La Comisión Europea intensifica la presión sobre España por la escasez de vivienda asequible. En su diagnóstico de primavera, Bruselas ha señalado que entre las tareas pendientes del Gobierno se encuentra la ampliación del parque de viviendas, una mayor inversión en infraestructuras críticas ante el auge de fenómenos climáticos y más gasto público en innovación.
Una de las principales preocupaciones derivadas de las cuentas públicas del país son los beneficios fiscales asociados al IVA reducido para el sector de la hostelería. Por ello, en el ámbito fiscal, la UE ha pedido a España limitar el uso de este IVA debido al "gran impacto presupuestario" que supone. El Ejecutivo comunitario ha subrayado que "España presenta las mayores disparidades en materia de política del IVA de la UE", y ha aconsejado que "un uso más restringido de los tipos preferenciales del IVA contribuiría a simplificar el sistema tributario".
En lo que respecta a la vivienda, la UE ha destacado que España cuenta con uno de los parques de viviendas sociales más reducidos de toda la Unión, representando menos del 2% de la oferta total frente a una media europea del 7%. Como consecuencia, ha recomendado agilizar los trámites para facilitar el crecimiento de este parque, revisar el marco normativo, acelerar la concesión de licencias y reutilizar el parque inmobiliario infrautilizado.
Además, la UE ha señalado el repunte de personas sin hogar y la pobreza infantil como consecuencias de la crisis de vivienda, apuntando que "el mercado inmobiliario español sigue sometido a una fuerte presión debido a los persistentes "cuellos de botella" en la oferta, especialmente en las zonas de alta demanda".
Las infraestructuras críticas también vuelven al foco del Ejecutivo comunitario.
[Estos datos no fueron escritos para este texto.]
//! The list query engine.
//!
//! A [`ListEngine`] describes one list view: which fields free-text search
//! looks at, how each filter field compares, and which filter value means
//! "no filter". It holds no state between calls; every query runs the full
//! pipeline over the records it is given:
//!
//! ```text
//! records ──search──▶ ──filters──▶ matches ──slice(page)──▶ Page
//! ```
//!
//! Records are never reordered or mutated.

use std::collections::HashMap;

use crate::comparator::{Comparator, Matcher};
use crate::error::Result;
use crate::page::Page;
use crate::query::ListQuery;
use crate::value::Value;

/// Filter value that disables a filter.
pub const WILDCARD: &str = "all";

/// Configuration for searching, filtering and paginating one kind of record.
///
/// # Example
///
/// ```
/// use farmdesk_query::{Comparator, ListEngine, ListQuery, Value};
///
/// struct User {
///     name: &'static str,
///     email: &'static str,
///     role: &'static str,
/// }
///
/// fn accessor<'a>(user: &'a User, field: &str) -> Value<'a> {
///     match field {
///         "name" => Value::Text(user.name),
///         "email" => Value::Text(user.email),
///         "role" => Value::Text(user.role),
///         _ => Value::None,
///     }
/// }
///
/// let users = vec![
///     User { name: "Ahmed Khalil", email: "ahmed@email.com", role: "Farm Owner" },
///     User { name: "Karim Zidane", email: "karim@email.com", role: "Worker" },
/// ];
///
/// let engine = ListEngine::new()
///     .search_fields(["name", "email"])
///     .filter_with("role", Comparator::ContainsIgnoreCase);
///
/// let query = ListQuery::new().search("kar").filter("role", "worker");
/// let page = engine.query(&users, &query, accessor).unwrap();
///
/// assert_eq!(page.total_matched, 1);
/// assert_eq!(page.items[0].name, "Karim Zidane");
/// ```
#[derive(Debug, Clone)]
pub struct ListEngine {
    search_fields: Vec<String>,
    comparators: HashMap<String, Comparator>,
    wildcard: String,
}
La Comisión Europea ha solicitado el despliegue de medidas e inversiones adicionales para protegerlas, sobre todo las ferroviarias y viarias, utilizando fondos de la UE para apuntalar la inversión pública.
Finalmente, la UE ha alertado de que la baja inversión en I+D (investigación y desarrollo) lastra la productividad española. Ha pedido al Gobierno impulsar este gasto hasta el 1,25% del PIB para 2030 mediante incentivos fiscales "bien diseñados", ya que el gasto actual es "limitado" y distribuido de forma "desigual" en algunas regiones.